1/31/2015: Reflective Journal #1: Why a customer service internship?

I’ve asked myself this a dozen times. As a developer, it wasn’t the first thing I’ve always thought about, but fixing problems is. Problems themselves appear in all areas—even in the systems of the support teams. From working at TLT, while I’ve enjoyed my experiences with everyone, I’ve found there are a few confusing parts to it, and I asked myself: what is the best path to fix such confusions? Here I am now, in this internship.

Today, I’m learning to use WordPress more as a user, than just as an admin. There’s a difference: Admins might make a dozen ‘hello world’ posts, but not any real content, just tests. Once the tests are done, they’re gone. Users are the ones that find the real problems, those that crop up after days of perfect functionality. With me having seen both positions, I can see the bugs from a user’s perspective, then immediately think on how to get it fixed.

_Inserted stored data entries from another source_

//! Error types for payload encoding.

use thiserror::Error;

/// Error raised while turning a payload into a request.
///
/// Neither variant is transient: retrying the same payload yields the
/// same failure.
#[derive(Debug, Error)]
pub enum EncodeError {
    /// The URL could not be parsed.
    #[error("Invalid URL '{url}': {reason}")]
    InvalidUrl {
        /// The URL as given by the caller
        url: String,
        /// Parser error message
        reason: String,
    },

    /// The payload could not be serialized.
    #[error("Failed to encode payload: {0}")]
    Json(#[from] serde_json::Error),

    /// A query-string method received a payload that is not a flat object.
    #[error("{method} payload must be a JSON object to encode as query parameters")]
    QueryNotObject {
        /// The request method
        method: http::Method,
    },
}
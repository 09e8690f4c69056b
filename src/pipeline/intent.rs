//! Description of one call.

use http::{HeaderMap, Method};

use crate::payload::Payload;

/// Everything needed to perform one call.
///
/// Consumed by [`Pipeline::execute`](super::Pipeline::execute); nothing
/// from it outlives the call.
#[derive(Debug, Clone)]
pub struct RequestIntent {
    pub method: Method,
    /// Human-readable label used in log events.
    pub description: String,
    pub url: String,
    pub payload: Payload,
    /// Sent as-is; repeated names are all sent.
    pub headers: HeaderMap,
}

impl RequestIntent {
    /// Creates an intent with no payload and no headers.
    pub fn new(method: Method, description: impl Into<String>, url: impl Into<String>) -> Self {
        Self {
            method,
            description: description.into(),
            url: url.into(),
            payload: Payload::Empty,
            headers: HeaderMap::new(),
        }
    }

    /// Sets the payload.
    #[must_use]
    pub fn with_payload(mut self, payload: Payload) -> Self {
        self.payload = payload;
        self
    }

    /// Sets the headers.
    #[must_use]
    pub fn with_headers(mut self, headers: HeaderMap) -> Self {
        self.headers = headers;
        self
    }
}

A senior consultant must do exactly that: be a scout for problems that only users would see, and get them fixed through the correct channels. That experience would come from having been in the user’s shoes at least once.

A concrete example of these abstract problems I reference: simply finding a way to remove the comments link. A simple solution: On the post edit page: Screen options at top > Check discussion, then uncheck allow comments in the ‘post box’ (the CSS name for those boxes with options). As a developer though, my first thought is to lookup how to disable the PHP code that affects comments. This is simple enough, but (a) no user should be expected to do that, and (b) I don’t have permission to do that here, not being an admin anymore. I instead learned to search as a user would, and found the screen options trick.

Ironically, such a procedure leaves more questions: why was this hidden? Rather than a UX-design argument which I would prefer not going into, I will simply say that most options up there are not everyday settings, and to save screen space, hiding them is a viable option.

The lesson here: For each different perspective seen, a new problem and old solution may arise, always along with more questions.